Collected data:
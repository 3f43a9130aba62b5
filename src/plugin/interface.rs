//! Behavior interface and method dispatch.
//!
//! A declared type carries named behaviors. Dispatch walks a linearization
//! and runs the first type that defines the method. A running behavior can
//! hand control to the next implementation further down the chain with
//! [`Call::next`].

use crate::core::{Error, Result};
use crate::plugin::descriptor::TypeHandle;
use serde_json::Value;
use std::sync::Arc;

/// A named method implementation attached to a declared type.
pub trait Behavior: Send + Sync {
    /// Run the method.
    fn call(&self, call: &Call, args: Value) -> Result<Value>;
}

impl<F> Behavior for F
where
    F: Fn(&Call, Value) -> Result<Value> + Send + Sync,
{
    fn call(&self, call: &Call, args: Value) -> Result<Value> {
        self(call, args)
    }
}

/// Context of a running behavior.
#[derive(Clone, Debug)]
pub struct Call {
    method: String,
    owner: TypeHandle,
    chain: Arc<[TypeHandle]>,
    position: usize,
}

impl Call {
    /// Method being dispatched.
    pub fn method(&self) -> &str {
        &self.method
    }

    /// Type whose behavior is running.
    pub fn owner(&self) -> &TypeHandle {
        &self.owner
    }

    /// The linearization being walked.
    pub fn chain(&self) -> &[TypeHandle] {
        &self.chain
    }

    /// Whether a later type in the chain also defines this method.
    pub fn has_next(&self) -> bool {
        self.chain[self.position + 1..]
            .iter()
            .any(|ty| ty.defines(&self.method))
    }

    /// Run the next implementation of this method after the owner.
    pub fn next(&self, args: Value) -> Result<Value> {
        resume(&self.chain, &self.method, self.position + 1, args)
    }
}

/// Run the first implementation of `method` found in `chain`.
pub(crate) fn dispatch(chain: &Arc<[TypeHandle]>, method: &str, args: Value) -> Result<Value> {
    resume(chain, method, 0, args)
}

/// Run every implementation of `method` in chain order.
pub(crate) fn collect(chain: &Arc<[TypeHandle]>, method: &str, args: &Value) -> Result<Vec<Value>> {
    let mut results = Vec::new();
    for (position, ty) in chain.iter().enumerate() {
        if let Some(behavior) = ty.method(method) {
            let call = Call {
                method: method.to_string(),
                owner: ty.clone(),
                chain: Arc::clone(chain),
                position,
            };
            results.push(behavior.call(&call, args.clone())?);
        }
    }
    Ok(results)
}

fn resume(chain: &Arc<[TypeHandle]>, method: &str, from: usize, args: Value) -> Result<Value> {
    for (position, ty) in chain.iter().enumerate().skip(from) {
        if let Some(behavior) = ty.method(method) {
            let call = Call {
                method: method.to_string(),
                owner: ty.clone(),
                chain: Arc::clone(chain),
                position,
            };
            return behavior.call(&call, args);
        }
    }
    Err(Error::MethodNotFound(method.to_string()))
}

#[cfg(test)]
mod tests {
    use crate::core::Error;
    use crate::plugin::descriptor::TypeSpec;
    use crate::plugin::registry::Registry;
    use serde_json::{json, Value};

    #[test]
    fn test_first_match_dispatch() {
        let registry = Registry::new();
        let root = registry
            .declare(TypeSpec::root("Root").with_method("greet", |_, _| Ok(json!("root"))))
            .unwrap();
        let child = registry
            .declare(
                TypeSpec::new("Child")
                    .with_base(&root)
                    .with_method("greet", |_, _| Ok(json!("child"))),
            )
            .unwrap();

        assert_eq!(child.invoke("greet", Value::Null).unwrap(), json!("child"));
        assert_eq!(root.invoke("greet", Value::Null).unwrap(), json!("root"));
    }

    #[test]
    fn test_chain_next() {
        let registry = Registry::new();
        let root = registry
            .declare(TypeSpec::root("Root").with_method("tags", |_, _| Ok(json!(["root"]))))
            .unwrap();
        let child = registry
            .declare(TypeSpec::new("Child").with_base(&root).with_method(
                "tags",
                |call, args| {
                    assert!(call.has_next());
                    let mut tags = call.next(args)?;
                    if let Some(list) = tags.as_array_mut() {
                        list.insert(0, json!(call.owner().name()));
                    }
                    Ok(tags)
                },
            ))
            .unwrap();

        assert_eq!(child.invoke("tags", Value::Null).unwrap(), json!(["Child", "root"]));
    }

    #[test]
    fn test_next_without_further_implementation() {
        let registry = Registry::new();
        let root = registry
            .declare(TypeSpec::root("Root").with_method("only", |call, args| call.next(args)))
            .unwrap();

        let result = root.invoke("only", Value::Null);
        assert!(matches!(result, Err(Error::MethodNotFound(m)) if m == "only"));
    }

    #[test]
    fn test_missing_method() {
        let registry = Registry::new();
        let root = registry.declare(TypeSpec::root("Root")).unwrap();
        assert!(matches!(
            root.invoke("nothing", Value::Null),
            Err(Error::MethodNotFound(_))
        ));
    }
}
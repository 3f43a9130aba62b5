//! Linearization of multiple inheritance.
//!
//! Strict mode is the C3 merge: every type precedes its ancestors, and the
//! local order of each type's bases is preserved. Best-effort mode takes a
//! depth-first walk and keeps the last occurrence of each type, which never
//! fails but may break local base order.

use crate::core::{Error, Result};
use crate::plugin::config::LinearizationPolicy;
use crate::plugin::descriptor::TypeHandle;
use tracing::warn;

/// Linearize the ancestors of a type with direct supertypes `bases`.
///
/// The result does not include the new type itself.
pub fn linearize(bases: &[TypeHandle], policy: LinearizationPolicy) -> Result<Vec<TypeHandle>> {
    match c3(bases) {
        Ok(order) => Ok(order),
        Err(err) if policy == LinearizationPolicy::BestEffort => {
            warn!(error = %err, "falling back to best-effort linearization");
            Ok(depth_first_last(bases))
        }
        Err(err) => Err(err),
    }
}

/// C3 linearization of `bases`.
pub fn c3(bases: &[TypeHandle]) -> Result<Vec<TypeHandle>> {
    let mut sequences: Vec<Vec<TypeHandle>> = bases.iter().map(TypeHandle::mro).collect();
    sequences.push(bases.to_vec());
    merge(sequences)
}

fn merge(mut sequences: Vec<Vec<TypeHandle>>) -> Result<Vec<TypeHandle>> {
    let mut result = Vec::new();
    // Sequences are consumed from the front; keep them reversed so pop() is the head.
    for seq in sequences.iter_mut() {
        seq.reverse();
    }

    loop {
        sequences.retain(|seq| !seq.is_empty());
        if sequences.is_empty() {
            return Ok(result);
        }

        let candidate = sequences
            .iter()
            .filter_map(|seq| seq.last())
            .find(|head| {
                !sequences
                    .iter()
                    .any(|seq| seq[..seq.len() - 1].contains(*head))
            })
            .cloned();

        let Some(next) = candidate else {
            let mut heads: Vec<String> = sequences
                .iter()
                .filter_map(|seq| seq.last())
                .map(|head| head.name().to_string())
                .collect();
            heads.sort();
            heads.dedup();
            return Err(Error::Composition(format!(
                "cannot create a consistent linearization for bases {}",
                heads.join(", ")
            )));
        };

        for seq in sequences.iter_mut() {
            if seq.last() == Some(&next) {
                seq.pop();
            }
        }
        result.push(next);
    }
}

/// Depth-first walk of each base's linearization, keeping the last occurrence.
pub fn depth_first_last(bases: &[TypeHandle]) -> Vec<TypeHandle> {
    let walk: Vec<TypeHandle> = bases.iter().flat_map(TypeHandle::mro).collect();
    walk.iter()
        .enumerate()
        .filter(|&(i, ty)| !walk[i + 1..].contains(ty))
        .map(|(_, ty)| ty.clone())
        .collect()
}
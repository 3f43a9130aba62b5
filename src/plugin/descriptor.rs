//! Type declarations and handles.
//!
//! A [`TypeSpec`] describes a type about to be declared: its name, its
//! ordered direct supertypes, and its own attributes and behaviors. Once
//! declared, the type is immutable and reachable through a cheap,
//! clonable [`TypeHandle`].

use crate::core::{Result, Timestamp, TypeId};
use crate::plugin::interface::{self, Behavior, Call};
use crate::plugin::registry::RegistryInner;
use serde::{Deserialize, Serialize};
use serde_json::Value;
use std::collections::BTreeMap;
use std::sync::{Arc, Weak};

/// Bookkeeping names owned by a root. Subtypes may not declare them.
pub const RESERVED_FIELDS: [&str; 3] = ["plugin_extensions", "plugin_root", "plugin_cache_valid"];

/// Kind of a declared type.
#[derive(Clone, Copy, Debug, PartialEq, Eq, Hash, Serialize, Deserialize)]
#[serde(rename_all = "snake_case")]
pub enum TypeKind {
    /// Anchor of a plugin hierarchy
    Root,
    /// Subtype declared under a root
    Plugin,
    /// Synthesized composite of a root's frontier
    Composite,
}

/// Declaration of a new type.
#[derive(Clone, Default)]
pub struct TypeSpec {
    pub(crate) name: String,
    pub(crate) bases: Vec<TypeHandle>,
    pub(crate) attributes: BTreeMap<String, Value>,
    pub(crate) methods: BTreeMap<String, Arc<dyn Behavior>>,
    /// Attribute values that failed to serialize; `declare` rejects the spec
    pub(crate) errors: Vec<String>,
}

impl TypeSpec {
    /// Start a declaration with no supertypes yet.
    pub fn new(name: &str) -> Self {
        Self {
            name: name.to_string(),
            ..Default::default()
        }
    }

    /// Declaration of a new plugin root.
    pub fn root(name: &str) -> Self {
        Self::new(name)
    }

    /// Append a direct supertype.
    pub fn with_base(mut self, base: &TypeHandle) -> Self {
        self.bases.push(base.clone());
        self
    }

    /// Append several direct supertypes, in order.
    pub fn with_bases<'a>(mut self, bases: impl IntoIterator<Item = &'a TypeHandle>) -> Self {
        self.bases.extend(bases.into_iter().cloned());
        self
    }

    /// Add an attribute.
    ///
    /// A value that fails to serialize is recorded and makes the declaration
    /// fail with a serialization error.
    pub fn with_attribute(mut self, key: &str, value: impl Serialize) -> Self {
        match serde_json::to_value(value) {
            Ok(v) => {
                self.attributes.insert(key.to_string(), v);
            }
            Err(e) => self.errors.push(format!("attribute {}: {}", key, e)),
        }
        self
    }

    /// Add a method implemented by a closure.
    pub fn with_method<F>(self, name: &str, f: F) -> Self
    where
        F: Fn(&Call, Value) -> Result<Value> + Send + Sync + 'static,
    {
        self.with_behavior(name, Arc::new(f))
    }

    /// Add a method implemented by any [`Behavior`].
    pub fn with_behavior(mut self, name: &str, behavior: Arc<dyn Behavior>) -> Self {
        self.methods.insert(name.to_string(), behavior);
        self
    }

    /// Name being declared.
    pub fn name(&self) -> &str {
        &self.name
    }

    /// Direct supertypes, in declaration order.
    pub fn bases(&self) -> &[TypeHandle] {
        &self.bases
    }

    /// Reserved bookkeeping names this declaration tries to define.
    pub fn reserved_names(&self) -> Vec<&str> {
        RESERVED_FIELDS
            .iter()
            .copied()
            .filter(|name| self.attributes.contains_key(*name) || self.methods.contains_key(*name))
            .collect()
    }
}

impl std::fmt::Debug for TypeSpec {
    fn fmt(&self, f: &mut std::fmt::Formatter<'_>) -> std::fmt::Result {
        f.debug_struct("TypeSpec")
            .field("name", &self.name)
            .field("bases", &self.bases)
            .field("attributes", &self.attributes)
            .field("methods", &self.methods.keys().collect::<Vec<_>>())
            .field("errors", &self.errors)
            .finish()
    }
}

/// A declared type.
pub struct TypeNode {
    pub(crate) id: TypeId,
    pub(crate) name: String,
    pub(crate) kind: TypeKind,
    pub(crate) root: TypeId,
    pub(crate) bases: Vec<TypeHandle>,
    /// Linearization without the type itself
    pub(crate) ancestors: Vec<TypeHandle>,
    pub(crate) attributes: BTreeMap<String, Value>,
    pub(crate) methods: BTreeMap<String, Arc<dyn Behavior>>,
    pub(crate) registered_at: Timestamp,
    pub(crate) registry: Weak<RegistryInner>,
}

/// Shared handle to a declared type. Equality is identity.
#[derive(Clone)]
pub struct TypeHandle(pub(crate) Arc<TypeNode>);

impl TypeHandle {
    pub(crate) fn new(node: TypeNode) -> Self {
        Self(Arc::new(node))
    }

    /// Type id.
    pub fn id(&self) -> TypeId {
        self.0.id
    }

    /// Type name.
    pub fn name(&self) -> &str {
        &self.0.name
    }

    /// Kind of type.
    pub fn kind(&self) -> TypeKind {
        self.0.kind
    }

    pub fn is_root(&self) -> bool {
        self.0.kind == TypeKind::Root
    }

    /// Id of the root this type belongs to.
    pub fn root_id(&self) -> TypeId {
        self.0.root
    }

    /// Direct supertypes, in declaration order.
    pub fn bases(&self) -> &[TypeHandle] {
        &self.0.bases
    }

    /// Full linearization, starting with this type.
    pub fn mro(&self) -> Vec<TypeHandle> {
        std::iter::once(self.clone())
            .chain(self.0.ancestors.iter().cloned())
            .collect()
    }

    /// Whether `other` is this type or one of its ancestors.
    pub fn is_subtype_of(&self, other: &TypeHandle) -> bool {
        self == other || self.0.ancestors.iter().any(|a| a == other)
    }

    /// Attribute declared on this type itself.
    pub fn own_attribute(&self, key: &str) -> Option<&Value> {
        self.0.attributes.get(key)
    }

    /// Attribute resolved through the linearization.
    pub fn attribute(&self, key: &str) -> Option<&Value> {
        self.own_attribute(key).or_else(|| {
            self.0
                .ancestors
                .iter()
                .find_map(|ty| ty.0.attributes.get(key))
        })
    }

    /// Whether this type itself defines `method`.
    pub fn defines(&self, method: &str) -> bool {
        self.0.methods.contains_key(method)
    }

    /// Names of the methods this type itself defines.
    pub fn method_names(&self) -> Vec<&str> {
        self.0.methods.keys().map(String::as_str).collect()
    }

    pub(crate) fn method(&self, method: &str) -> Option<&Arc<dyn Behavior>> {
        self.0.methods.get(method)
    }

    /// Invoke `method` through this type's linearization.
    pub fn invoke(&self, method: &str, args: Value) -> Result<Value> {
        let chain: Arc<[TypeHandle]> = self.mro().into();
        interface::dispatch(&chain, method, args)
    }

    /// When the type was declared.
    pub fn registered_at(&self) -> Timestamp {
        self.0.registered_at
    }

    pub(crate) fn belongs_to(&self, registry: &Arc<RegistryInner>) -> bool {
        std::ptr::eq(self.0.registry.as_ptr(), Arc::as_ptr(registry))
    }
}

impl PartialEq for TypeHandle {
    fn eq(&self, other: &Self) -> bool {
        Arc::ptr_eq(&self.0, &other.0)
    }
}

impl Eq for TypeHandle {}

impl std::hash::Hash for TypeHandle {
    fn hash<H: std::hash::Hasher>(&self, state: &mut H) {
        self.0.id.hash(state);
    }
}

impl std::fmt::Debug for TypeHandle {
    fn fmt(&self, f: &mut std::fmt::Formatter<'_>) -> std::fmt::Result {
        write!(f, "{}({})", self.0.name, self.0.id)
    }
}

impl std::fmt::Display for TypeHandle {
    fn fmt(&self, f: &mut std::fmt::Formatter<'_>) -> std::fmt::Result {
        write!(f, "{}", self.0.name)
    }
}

▶ What you should do:
Wherever the word "TypeSpec" appears in the data, return the whole line.

▶ Expected output:
    use crate::plugin::descriptor::TypeSpec;
            .declare(TypeSpec::root("Root").with_method("greet", |_, _| Ok(json!("root"))))
                TypeSpec::new("Child")
            .declare(TypeSpec::root("Root").with_method("tags", |_, _| Ok(json!(["root"]))))
            .declare(TypeSpec::new("Child").with_base(&root).with_method(
            .declare(TypeSpec::root("Root").with_method("only", |call, args| call.next(args)))
        let root = registry.declare(TypeSpec::root("Root")).unwrap();
//! A [`TypeSpec`] describes a type about to be declared: its name, its
pub struct TypeSpec {
impl TypeSpec {
impl std::fmt::Debug for TypeSpec {
        f.debug_struct("TypeSpec")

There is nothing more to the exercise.